Although Sasha was diagnosed with autoimmune encephalitis, scientists have yet to pinpoint which antibodies are causing havoc in his brain. He may suffer from a condition whose antibody markers have yet to be identified, or his condition may involve other components of the immune system.
Sasha is now 21, and he says he feels as though he has embers in his brain that overheat and need cooling. To control flares, he uses powerful drugs, originally developed for cancer, that suppress his immune system.
His memory formation stops during relapses, and he had to miss many months of high school over the years. He nonetheless managed to graduate with straight A’s and was admitted to the University of North Carolina at Chapel Hill, where he started this past January. “If I write a book, I will call it Fragmented Memories,” he wrote in his application essay. “After each hospitalization, I have had to re-build my life from scratch.”

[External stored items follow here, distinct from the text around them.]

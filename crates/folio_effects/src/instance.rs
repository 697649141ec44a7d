//! Immutable effect instance records

use crate::error::EffectError;
use folio_core::Timestamp;
use serde::{Deserialize, Serialize};
use std::fmt;
use std::str::FromStr;
use std::sync::atomic::{AtomicU64, Ordering};

static NEXT_EFFECT_ID: AtomicU64 = AtomicU64::new(1);

/// Unique token identifying one effect instance
#[derive(Clone, Copy, Debug, PartialEq, Eq, Hash, PartialOrd, Ord)]
pub struct EffectId(u64);

impl EffectId {
    pub fn next() -> Self {
        Self(NEXT_EFFECT_ID.fetch_add(1, Ordering::Relaxed))
    }

    pub fn raw(self) -> u64 {
        self.0
    }
}

impl fmt::Display for EffectId {
    fn fmt(&self, f: &mut fmt::Formatter<'_>) -> fmt::Result {
        write!(f, "effect#{}", self.0)
    }
}

/// Visual shape of an effect
#[derive(Clone, Copy, Debug, Default, PartialEq, Eq, Hash, Serialize, Deserialize)]
#[serde(rename_all = "kebab-case")]
pub enum EffectKind {
    /// Expanding ring from the pointer position
    #[default]
    Ripple,
    /// Condensation bead on a fogged surface
    Droplet,
    /// Diagonal highlight sweeping across the surface
    ShimmerSweep,
}

impl EffectKind {
    pub fn id(self) -> &'static str {
        match self {
            EffectKind::Ripple => "ripple",
            EffectKind::Droplet => "droplet",
            EffectKind::ShimmerSweep => "shimmer-sweep",
        }
    }

    pub fn all() -> &'static [EffectKind] {
        &[EffectKind::Ripple, EffectKind::Droplet, EffectKind::ShimmerSweep]
    }
}

impl FromStr for EffectKind {
    type Err = EffectError;

    fn from_str(s: &str) -> Result<Self, Self::Err> {
        let normalized = s.trim().to_ascii_lowercase();
        match normalized.as_str() {
            "shimmer" => Ok(EffectKind::ShimmerSweep),
            other => EffectKind::all()
                .iter()
                .copied()
                .find(|kind| kind.id() == other)
                .ok_or_else(|| EffectError::UnknownKind(s.to_string())),
        }
    }
}

impl fmt::Display for EffectKind {
    fn fmt(&self, f: &mut fmt::Formatter<'_>) -> fmt::Result {
        f.write_str(self.id())
    }
}

/// One ephemeral effect
///
/// Never mutated after creation. Expiry removes the record from its
/// registry; the record itself carries no lifetime state.
#[derive(Clone, Debug, PartialEq)]
pub struct EffectInstance {
    id: EffectId,
    kind: EffectKind,
    origin_x: f32,
    origin_y: f32,
    created_at: Timestamp,
    magnitude: f32,
}

impl EffectInstance {
    /// Create an instance with a fresh id. Magnitude is clamped to 0.0..=1.0.
    pub fn new(
        kind: EffectKind,
        origin_x: f32,
        origin_y: f32,
        created_at: Timestamp,
        magnitude: f32,
    ) -> Self {
        let magnitude = if magnitude.is_nan() {
            0.0
        } else {
            magnitude.clamp(0.0, 1.0)
        };
        Self {
            id: EffectId::next(),
            kind,
            origin_x,
            origin_y,
            created_at,
            magnitude,
        }
    }

    pub fn id(&self) -> EffectId {
        self.id
    }

    pub fn kind(&self) -> EffectKind {
        self.kind
    }

    pub fn origin(&self) -> (f32, f32) {
        (self.origin_x, self.origin_y)
    }

    pub fn created_at(&self) -> Timestamp {
        self.created_at
    }

    pub fn magnitude(&self) -> f32 {
        self.magnitude
    }

    /// When an instance with this ttl is due for removal
    pub fn expires_at(&self, ttl_ms: u64) -> Timestamp {
        self.created_at.saturating_add(ttl_ms)
    }

    /// Linear lifetime progress at `now` (0.0 at creation, 1.0 at expiry)
    pub fn progress(&self, now: Timestamp, ttl_ms: u64) -> f32 {
        if ttl_ms == 0 {
            return 1.0;
        }
        let elapsed = now.saturating_sub(self.created_at);
        (elapsed as f64 / ttl_ms as f64).min(1.0) as f32
    }
}

#[cfg(test)]
mod tests {
    use super::*;

    #[test]
    fn test_ids_are_unique() {
        let a = EffectInstance::new(EffectKind::Ripple, 0.0, 0.0, 0, 1.0);
        let b = EffectInstance::new(EffectKind::Ripple, 0.0, 0.0, 0, 1.0);
        assert_ne!(a.id(), b.id());
    }

    #[test]
    fn test_magnitude_is_clamped() {
        let magnitude = |m| EffectInstance::new(EffectKind::Droplet, 0.0, 0.0, 0, m).magnitude();
        assert_eq!(magnitude(4.0), 1.0);
        assert_eq!(magnitude(-1.0), 0.0);
        assert_eq!(magnitude(f32::NAN), 0.0);
    }

    #[test]
    fn test_progress() {
        let instance = EffectInstance::new(EffectKind::Ripple, 10.0, 20.0, 1_000, 0.5);
        assert_eq!(instance.expires_at(400), 1_400);
        assert_eq!(instance.progress(900, 400), 0.0);
        assert_eq!(instance.progress(1_200, 400), 0.5);
        assert_eq!(instance.progress(5_000, 400), 1.0);
    }

    #[test]
    fn test_kind_ids() {
        assert_eq!(EffectKind::ShimmerSweep.to_string(), "shimmer-sweep");
        assert_eq!(EffectKind::all().len(), 3);
        assert_eq!("Droplet".parse::<EffectKind>(), Ok(EffectKind::Droplet));
        assert_eq!("shimmer".parse::<EffectKind>(), Ok(EffectKind::ShimmerSweep));
        assert_eq!(
            "sparkle".parse::<EffectKind>(),
            Err(EffectError::UnknownKind("sparkle".into()))
        );
    }
}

The Eggers hope for a cure in Sasha’s lifetime—a way to definitively reboot his immune system. “I just need to have him hold on until that cure comes,” Helen told me. She and Daniel co-founded the nonprofit Autoimmune Encephalitis Alliance, along with Susannah Cahalan—the author of a memoir, Brain on Fire: My Month of Madness, about her experience with the condition—and Leslie and Will McDow, whose daughter died from autoimmune encephalitis.
One of the Eggers’ goals is simply to raise awareness about the condition. Given their experience, though, they can’t help but wonder about other psychiatric conditions that may be immune-system disorders in disguise. In some sense, their larger aim is to heal the long-standing rift between psychiatry and neurology—between the concepts of brain and mind. Too often, psychosis is seen as the disease itself, Helen told me. But “psychosis is like a fever,” she said. “It’s a symptom of a lot of different illnesses.”